**** MATERIAL PROVIDED

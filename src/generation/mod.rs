//! # Generation Module
//!
//! The deterministic level-generation pipeline: recursive space
//! partitioning, room placement, hallway routing and the lock-and-key
//! puzzle graph. Each stage completes fully before the next begins; all
//! randomness flows through one shared [`RandomSource`] in strict call
//! order.

pub mod hallways;
pub mod level;
pub mod puzzle;
pub mod random;
pub mod rooms;
pub mod segmenter;
pub mod spawn;

pub use hallways::*;
pub use level::*;
pub use puzzle::*;
pub use random::*;
pub use rooms::*;
pub use segmenter::*;
pub use spawn::*;

use crate::{DelveError, DelveResult};
use serde::{Deserialize, Serialize};

/// Configuration for a level-generation run.
///
/// Plain numeric data with no behavior; every stage reads the fields it
/// needs. Constructor presets mirror the reference setups.
#[derive(Debug, Clone, Serialize, Deserialize)]
pub struct GenerationConfig {
    /// Grid height in cells.
    pub rows: i32,
    /// Grid width in cells.
    pub columns: i32,
    /// World-units edge length of one cell.
    pub tile_size: f32,

    /// Probability that an already small segment half is split anyway.
    pub over_split_probability: f64,
    /// Probability that a splittable half is accepted as-is, leaving an
    /// irregularly large segment.
    pub under_split_probability: f64,
    /// Cap on the total number of segments.
    pub max_segments: usize,
    /// Minimum side length a split may leave on either side.
    pub min_segment_length: i32,

    /// Minimum shared-border overlap for a segment to join a room.
    pub room_part_min_overlap: i32,
    /// Largest cell count a room may reach.
    pub max_room_area: i32,
    /// Lower bound of the random room-count target.
    pub min_rooms: usize,
    /// Upper bound (exclusive) of the random room-count target.
    pub max_rooms: usize,
    /// Cap on segments merged into one room.
    pub max_segments_per_room: usize,
    /// Probability that a room tries to absorb neighbouring segments.
    pub multi_segment_room_probability: f64,

    /// How much farther than the best candidate an exit candidate may be
    /// and still stay in the draw.
    pub exit_candidate_tolerance: i32,
    /// Lower bound of the random extra-hallway count.
    pub min_extra_hallways: usize,
    /// Upper bound (exclusive) of the random extra-hallway count.
    pub max_extra_hallways: usize,
    /// Lower bound of the random dead-end-hallway count.
    pub min_dead_end_hallways: usize,
    /// Upper bound (exclusive) of the random dead-end-hallway count.
    pub max_dead_end_hallways: usize,

    /// Lower bound of the random locked-door count.
    pub min_doors: usize,
    /// Upper bound (exclusive) of the random locked-door count.
    pub max_doors: usize,
}

impl GenerationConfig {
    /// Reference preset for a square grid of the given size.
    ///
    /// # Examples
    ///
    /// ```
    /// use delve::GenerationConfig;
    ///
    /// let config = GenerationConfig::grid_size(30);
    /// assert_eq!(config.rows, 30);
    /// assert!(config.min_rooms <= config.max_rooms);
    /// ```
    pub fn grid_size(size: i32) -> Self {
        Self::new(size, size, (size / 3) as usize, (size / 2) as usize)
    }

    /// Creates a configuration for an arbitrary grid and room-count range.
    pub fn new(columns: i32, rows: i32, min_rooms: usize, max_rooms: usize) -> Self {
        Self {
            rows,
            columns,
            tile_size: 1.0,
            over_split_probability: 0.05,
            under_split_probability: 0.025,
            max_segments: ((rows * columns) / 10).max(0) as usize,
            min_segment_length: 4,
            room_part_min_overlap: 2,
            max_room_area: 200,
            min_rooms,
            max_rooms,
            max_segments_per_room: 5,
            multi_segment_room_probability: 0.4,
            exit_candidate_tolerance: 2,
            min_extra_hallways: 2,
            max_extra_hallways: 4,
            min_dead_end_hallways: 4,
            max_dead_end_hallways: 8,
            min_doors: 2,
            max_doors: 4,
        }
    }

    /// Creates a configuration for testing: a 20x20 grid with a small
    /// room-count target.
    pub fn for_testing() -> Self {
        Self::new(20, 20, 6, 10)
    }

    /// Sanity-checks field ranges before a run.
    pub fn validate(&self) -> DelveResult<()> {
        if self.rows <= 0 || self.columns <= 0 {
            return Err(DelveError::InvalidConfig(format!(
                "grid must be positive, got {}x{}",
                self.columns, self.rows
            )));
        }
        if self.min_segment_length < 1 {
            return Err(DelveError::InvalidConfig(
                "min_segment_length must be at least 1".to_string(),
            ));
        }
        if self.min_rooms > self.max_rooms {
            return Err(DelveError::InvalidConfig(format!(
                "min_rooms {} exceeds max_rooms {}",
                self.min_rooms, self.max_rooms
            )));
        }
        for (name, p) in [
            ("over_split_probability", self.over_split_probability),
            ("under_split_probability", self.under_split_probability),
            (
                "multi_segment_room_probability",
                self.multi_segment_room_probability,
            ),
        ] {
            if !(0.0..=1.0).contains(&p) {
                return Err(DelveError::InvalidConfig(format!(
                    "{} must lie in [0, 1], got {}",
                    name, p
                )));
            }
        }
        if self.max_room_area <= 0 {
            return Err(DelveError::InvalidConfig(
                "max_room_area must be positive".to_string(),
            ));
        }

        Ok(())
    }
}

impl Default for GenerationConfig {
    fn default() -> Self {
        Self::grid_size(30)
    }
}

/// Trait for the pipeline's generators, allowing a consistent interface
/// for generation and post-generation validation.
pub trait Generator<T> {
    /// Generates content using the provided configuration and random
    /// source.
    fn generate(&self, config: &GenerationConfig, rng: &mut RandomSource) -> DelveResult<T>;

    /// Validates that the generated content meets requirements.
    fn validate(&self, content: &T, config: &GenerationConfig) -> DelveResult<()>;

    /// Gets the generator type name for logging and debugging.
    fn generator_type(&self) -> &'static str;
}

********

### TASK TO CARRY OUT
In the listing above, find the line with "bound of the random extra-hallway count." and the line with "bound of the random dead-end-hallway count.", then print exactly those lines and every line between them.

### ANSWER FOR THIS EXERCISE
    /// Lower bound of the random extra-hallway count.
    pub min_extra_hallways: usize,
    /// Upper bound (exclusive) of the random extra-hallway count.
    pub max_extra_hallways: usize,
    /// Lower bound of the random dead-end-hallway count.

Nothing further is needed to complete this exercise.